### Problem description
After reading the records, print them all again exactly as they stand.

━━━ Dataset records

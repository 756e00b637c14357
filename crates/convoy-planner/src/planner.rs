//! Deployment planner: one reconciliation pass over a deployment.
//!
//! ```text
//! migrate_jobs ─► place_by_zone / place_by_static_ips ─► assign_indexes
//!      ─► InstancePlanFactory ─► elect_bootstrap ─► sort_for_rollout ─► plan_batches
//! ```
//!
//! Planning is synchronous and deterministic for a given repository and
//! reservation state. Only the agent-state fetch that feeds it is async.

use std::collections::HashMap;
use std::sync::Arc;

use serde::Serialize;
use tracing::{debug, info};

use convoy_core::{
    ConvoyConfig, DeploymentManifest, DesiredJob, ExistingInstance, Network, UpdateConfig,
};
use convoy_ipam::{IpProvider, IpamError};
use convoy_placement::{assign_indexes, migrate_jobs, place_by_static_ips, place_by_zone};
use convoy_rollout::{UpdateBatch, plan_batches, sort_for_rollout};

use crate::bootstrap::elect_bootstrap;
use crate::error::PlannerResult;
use crate::factory::InstancePlanFactory;
use crate::plan::InstancePlan;
use crate::repository::InstanceRepository;
use crate::snapshot::{AgentState, AgentStateSource, fetch_agent_states};

/// Everything one pass reads about a deployment. Jobs and instances refer
/// to each other by name.
#[derive(Debug, Clone, Default)]
pub struct DeploymentContext {
    pub name: String,
    pub networks: Vec<Network>,
    pub jobs: Vec<DesiredJob>,
    pub existing: Vec<ExistingInstance>,
    /// Overrides the process-wide update settings when set.
    pub update: Option<UpdateConfig>,
}

impl DeploymentContext {
    pub fn from_manifest(manifest: &DeploymentManifest) -> Self {
        Self {
            name: manifest.name.clone(),
            networks: manifest.networks.clone(),
            jobs: manifest.jobs.clone(),
            existing: manifest.existing.clone(),
            update: manifest.update,
        }
    }

    pub fn job(&self, name: &str) -> Option<&DesiredJob> {
        self.jobs.iter().find(|j| j.name == name)
    }
}

/// Plans of one desired job.
#[derive(Debug, Clone, Serialize)]
pub struct JobPlan {
    pub name: String,
    /// Live plans in rollout order, bootstrap first.
    pub plans: Vec<InstancePlan>,
    /// Instances of this job that are deleted.
    pub obsolete: Vec<InstancePlan>,
    /// Uuids of `plans`, split into update batches.
    pub batches: Vec<UpdateBatch<String>>,
}

impl JobPlan {
    pub fn bootstrap(&self) -> Option<&InstancePlan> {
        self.plans.iter().find(|p| p.is_bootstrap())
    }
}

/// Result of one reconciliation pass.
#[derive(Debug, Clone, Serialize)]
pub struct DeploymentPlan {
    pub name: String,
    pub jobs: Vec<JobPlan>,
    /// Instances of jobs that are no longer desired.
    pub obsolete: Vec<InstancePlan>,
}

impl DeploymentPlan {
    pub fn job(&self, name: &str) -> Option<&JobPlan> {
        self.jobs.iter().find(|j| j.name == name)
    }

    /// Every plan of the pass, live and obsolete.
    pub fn instance_plans(&self) -> impl Iterator<Item = &InstancePlan> {
        self.jobs
            .iter()
            .flat_map(|j| j.plans.iter().chain(&j.obsolete))
            .chain(&self.obsolete)
    }

    /// Every plan that deletes an instance.
    pub fn obsolete_plans(&self) -> impl Iterator<Item = &InstancePlan> {
        self.instance_plans().filter(|p| p.is_obsolete())
    }
}

/// Runs reconciliation passes with explicit configuration.
#[derive(Debug, Clone, Default)]
pub struct DeploymentPlanner {
    config: ConvoyConfig,
}

impl DeploymentPlanner {
    pub fn new(config: ConvoyConfig) -> Self {
        Self { config }
    }

    /// Fetch agent state of legacy instances, then plan.
    pub async fn reconcile<S, R>(
        &self,
        ctx: &DeploymentContext,
        source: Arc<S>,
        repo: &mut R,
        ipam: &mut IpProvider,
    ) -> PlannerResult<DeploymentPlan>
    where
        S: AgentStateSource,
        R: InstanceRepository,
    {
        let states =
            fetch_agent_states(source, &ctx.existing, self.config.planner.snapshot_workers).await?;
        self.plan(ctx, &states, repo, ipam)
    }

    /// Plan a deployment against already fetched agent states.
    pub fn plan<R: InstanceRepository>(
        &self,
        ctx: &DeploymentContext,
        agent_states: &HashMap<String, AgentState>,
        repo: &mut R,
        ipam: &mut IpProvider,
    ) -> PlannerResult<DeploymentPlan> {
        let update = ctx.update.unwrap_or(self.config.update);
        let migration = migrate_jobs(&ctx.jobs, &ctx.existing)?;

        let mut factory = InstancePlanFactory::new(repo, ipam, agent_states);
        factory.reserve_existing(&ctx.existing)?;

        let mut jobs = Vec::with_capacity(ctx.jobs.len());
        for job in &ctx.jobs {
            let candidates = migration.candidates_for(&job.name);
            let desired = job.desired_instances();
            let placed = if job.uses_static_ips() {
                place_by_static_ips(job, &ctx.networks, desired, candidates)?
            } else {
                place_by_zone(&job.azs, desired, candidates)
            };
            let placed = assign_indexes(&job.name, placed);

            let mut plans = Vec::with_capacity(placed.len());
            for entry in placed {
                plans.push(factory.plan(job, entry)?);
            }
            let plans = elect_bootstrap(&job.name, plans);

            let (obsolete, live): (Vec<InstancePlan>, Vec<InstancePlan>) =
                plans.into_iter().partition(InstancePlan::is_obsolete);
            let ordered: Vec<InstancePlan> = sort_for_rollout(&live).into_iter().cloned().collect();
            let uuids: Vec<String> = ordered.iter().map(|p| p.instance.uuid.clone()).collect();
            let batches = plan_batches(uuids, update);

            debug!(job = %job.name, live = ordered.len(), obsolete = obsolete.len(), batches = batches.len(), "planned job");
            jobs.push(JobPlan {
                name: job.name.clone(),
                plans: ordered,
                obsolete,
                batches,
            });
        }

        let obsolete: Vec<InstancePlan> = migration
            .obsolete
            .into_iter()
            .map(|existing| factory.plan_obsolete(existing))
            .collect();

        info!(
            deployment = %ctx.name,
            jobs = jobs.len(),
            obsolete = obsolete.len(),
            "planned deployment"
        );
        Ok(DeploymentPlan {
            name: ctx.name.clone(),
            jobs,
            obsolete,
        })
    }
}

/// Release the reservations every plan marks obsolete.
///
/// Called by apply once the instances are gone. Reservations that never
/// resolved hold nothing and are skipped, as are addresses no row records.
/// Returns how many were released.
pub fn release_obsolete_reservations(
    plan: &DeploymentPlan,
    ipam: &mut IpProvider,
) -> PlannerResult<usize> {
    let mut released = 0;
    for instance in plan.instance_plans() {
        for reservation in instance.obsolete_reservations().filter(|r| r.resolved) {
            match ipam.release(reservation) {
                Ok(()) => {
                    debug!(uuid = %instance.instance.uuid, reservation = %reservation, "released reservation");
                    released += 1;
                }
                Err(IpamError::NotOwned { .. }) => {
                    debug!(uuid = %instance.instance.uuid, reservation = %reservation, "reservation had no row");
                }
                Err(e) => return Err(e.into()),
            }
        }
    }
    info!(deployment = %plan.name, released, "released obsolete reservations");
    Ok(released)
}
pub mod apply;
pub mod plan;

/// How a command prints its result.
#[derive(Debug, Clone, Copy, Default, PartialEq, Eq, clap::ValueEnum)]
pub enum OutputFormat {
    #[default]
    Text,
    Json,
}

━━━━━━

### Finished exercise
repository 756e00b637c14357
filename crates/convoy-planner/src/planner.rs
//! Deployment planner: one reconciliation pass over a deployment.
//!
//! ```text
//! migrate_jobs ─► place_by_zone / place_by_static_ips ─► assign_indexes
//!      ─► InstancePlanFactory ─► elect_bootstrap ─► sort_for_rollout ─► plan_batches
//! ```
//!
//! Planning is synchronous and deterministic for a given repository and
//! reservation state. Only the agent-state fetch that feeds it is async.

use std::collections::HashMap;
use std::sync::Arc;

use serde::Serialize;
use tracing::{debug, info};

use convoy_core::{
    ConvoyConfig, DeploymentManifest, DesiredJob, ExistingInstance, Network, UpdateConfig,
};
use convoy_ipam::{IpProvider, IpamError};
use convoy_placement::{assign_indexes, migrate_jobs, place_by_static_ips, place_by_zone};
use convoy_rollout::{UpdateBatch, plan_batches, sort_for_rollout};

use crate::bootstrap::elect_bootstrap;
use crate::error::PlannerResult;
use crate::factory::InstancePlanFactory;
use crate::plan::InstancePlan;
use crate::repository::InstanceRepository;
use crate::snapshot::{AgentState, AgentStateSource, fetch_agent_states};

/// Everything one pass reads about a deployment. Jobs and instances refer
/// to each other by name.
#[derive(Debug, Clone, Default)]
pub struct DeploymentContext {
    pub name: String,
    pub networks: Vec<Network>,
    pub jobs: Vec<DesiredJob>,
    pub existing: Vec<ExistingInstance>,
    /// Overrides the process-wide update settings when set.
    pub update: Option<UpdateConfig>,
}

impl DeploymentContext {
    pub fn from_manifest(manifest: &DeploymentManifest) -> Self {
        Self {
            name: manifest.name.clone(),
            networks: manifest.networks.clone(),
            jobs: manifest.jobs.clone(),
            existing: manifest.existing.clone(),
            update: manifest.update,
        }
    }

    pub fn job(&self, name: &str) -> Option<&DesiredJob> {
        self.jobs.iter().find(|j| j.name == name)
    }
}

/// Plans of one desired job.
#[derive(Debug, Clone, Serialize)]
pub struct JobPlan {
    pub name: String,
    /// Live plans in rollout order, bootstrap first.
    pub plans: Vec<InstancePlan>,
    /// Instances of this job that are deleted.
    pub obsolete: Vec<InstancePlan>,
    /// Uuids of `plans`, split into update batches.
    pub batches: Vec<UpdateBatch<String>>,
}

impl JobPlan {
    pub fn bootstrap(&self) -> Option<&InstancePlan> {
        self.plans.iter().find(|p| p.is_bootstrap())
    }
}

/// Result of one reconciliation pass.
#[derive(Debug, Clone, Serialize)]
pub struct DeploymentPlan {
    pub name: String,
    pub jobs: Vec<JobPlan>,
    /// Instances of jobs that are no longer desired.
    pub obsolete: Vec<InstancePlan>,
}

impl DeploymentPlan {
    pub fn job(&self, name: &str) -> Option<&JobPlan> {
        self.jobs.iter().find(|j| j.name == name)
    }

    /// Every plan of the pass, live and obsolete.
    pub fn instance_plans(&self) -> impl Iterator<Item = &InstancePlan> {
        self.jobs
            .iter()
            .flat_map(|j| j.plans.iter().chain(&j.obsolete))
            .chain(&self.obsolete)
    }

    /// Every plan that deletes an instance.
    pub fn obsolete_plans(&self) -> impl Iterator<Item = &InstancePlan> {
        self.instance_plans().filter(|p| p.is_obsolete())
    }
}

/// Runs reconciliation passes with explicit configuration.
#[derive(Debug, Clone, Default)]
pub struct DeploymentPlanner {
    config: ConvoyConfig,
}

impl DeploymentPlanner {
    pub fn new(config: ConvoyConfig) -> Self {
        Self { config }
    }

    /// Fetch agent state of legacy instances, then plan.
    pub async fn reconcile<S, R>(
        &self,
        ctx: &DeploymentContext,
        source: Arc<S>,
        repo: &mut R,
        ipam: &mut IpProvider,
    ) -> PlannerResult<DeploymentPlan>
    where
        S: AgentStateSource,
        R: InstanceRepository,
    {
        let states =
            fetch_agent_states(source, &ctx.existing, self.config.planner.snapshot_workers).await?;
        self.plan(ctx, &states, repo, ipam)
    }

    /// Plan a deployment against already fetched agent states.
    pub fn plan<R: InstanceRepository>(
        &self,
        ctx: &DeploymentContext,
        agent_states: &HashMap<String, AgentState>,
        repo: &mut R,
        ipam: &mut IpProvider,
    ) -> PlannerResult<DeploymentPlan> {
        let update = ctx.update.unwrap_or(self.config.update);
        let migration = migrate_jobs(&ctx.jobs, &ctx.existing)?;

        let mut factory = InstancePlanFactory::new(repo, ipam, agent_states);
        factory.reserve_existing(&ctx.existing)?;

        let mut jobs = Vec::with_capacity(ctx.jobs.len());
        for job in &ctx.jobs {
            let candidates = migration.candidates_for(&job.name);
            let desired = job.desired_instances();
            let placed = if job.uses_static_ips() {
                place_by_static_ips(job, &ctx.networks, desired, candidates)?
            } else {
                place_by_zone(&job.azs, desired, candidates)
            };
            let placed = assign_indexes(&job.name, placed);

            let mut plans = Vec::with_capacity(placed.len());
            for entry in placed {
                plans.push(factory.plan(job, entry)?);
            }
            let plans = elect_bootstrap(&job.name, plans);

            let (obsolete, live): (Vec<InstancePlan>, Vec<InstancePlan>) =
                plans.into_iter().partition(InstancePlan::is_obsolete);
            let ordered: Vec<InstancePlan> = sort_for_rollout(&live).into_iter().cloned().collect();
            let uuids: Vec<String> = ordered.iter().map(|p| p.instance.uuid.clone()).collect();
            let batches = plan_batches(uuids, update);

            debug!(job = %job.name, live = ordered.len(), obsolete = obsolete.len(), batches = batches.len(), "planned job");
            jobs.push(JobPlan {
                name: job.name.clone(),
                plans: ordered,
                obsolete,
                batches,
            });
        }

        let obsolete: Vec<InstancePlan> = migration
            .obsolete
            .into_iter()
            .map(|existing| factory.plan_obsolete(existing))
            .collect();

        info!(
            deployment = %ctx.name,
            jobs = jobs.len(),
            obsolete = obsolete.len(),
            "planned deployment"
        );
        Ok(DeploymentPlan {
            name: ctx.name.clone(),
            jobs,
            obsolete,
        })
    }
}

/// Release the reservations every plan marks obsolete.
///
/// Called by apply once the instances are gone. Reservations that never
/// resolved hold nothing and are skipped, as are addresses no row records.
/// Returns how many were released.
pub fn release_obsolete_reservations(
    plan: &DeploymentPlan,
    ipam: &mut IpProvider,
) -> PlannerResult<usize> {
    let mut released = 0;
    for instance in plan.instance_plans() {
        for reservation in instance.obsolete_reservations().filter(|r| r.resolved) {
            match ipam.release(reservation) {
                Ok(()) => {
                    debug!(uuid = %instance.instance.uuid, reservation = %reservation, "released reservation");
                    released += 1;
                }
                Err(IpamError::NotOwned { .. }) => {
                    debug!(uuid = %instance.instance.uuid, reservation = %reservation, "reservation had no row");
                }
                Err(e) => return Err(e.into()),
            }
        }
    }
    info!(deployment = %plan.name, released, "released obsolete reservations");
    Ok(released)
}
pub mod apply;
pub mod plan;

/// How a command prints its result.
#[derive(Debug, Clone, Copy, Default, PartialEq, Eq, clap::ValueEnum)]
pub enum OutputFormat {
    #[default]
    Text,
    Json,
}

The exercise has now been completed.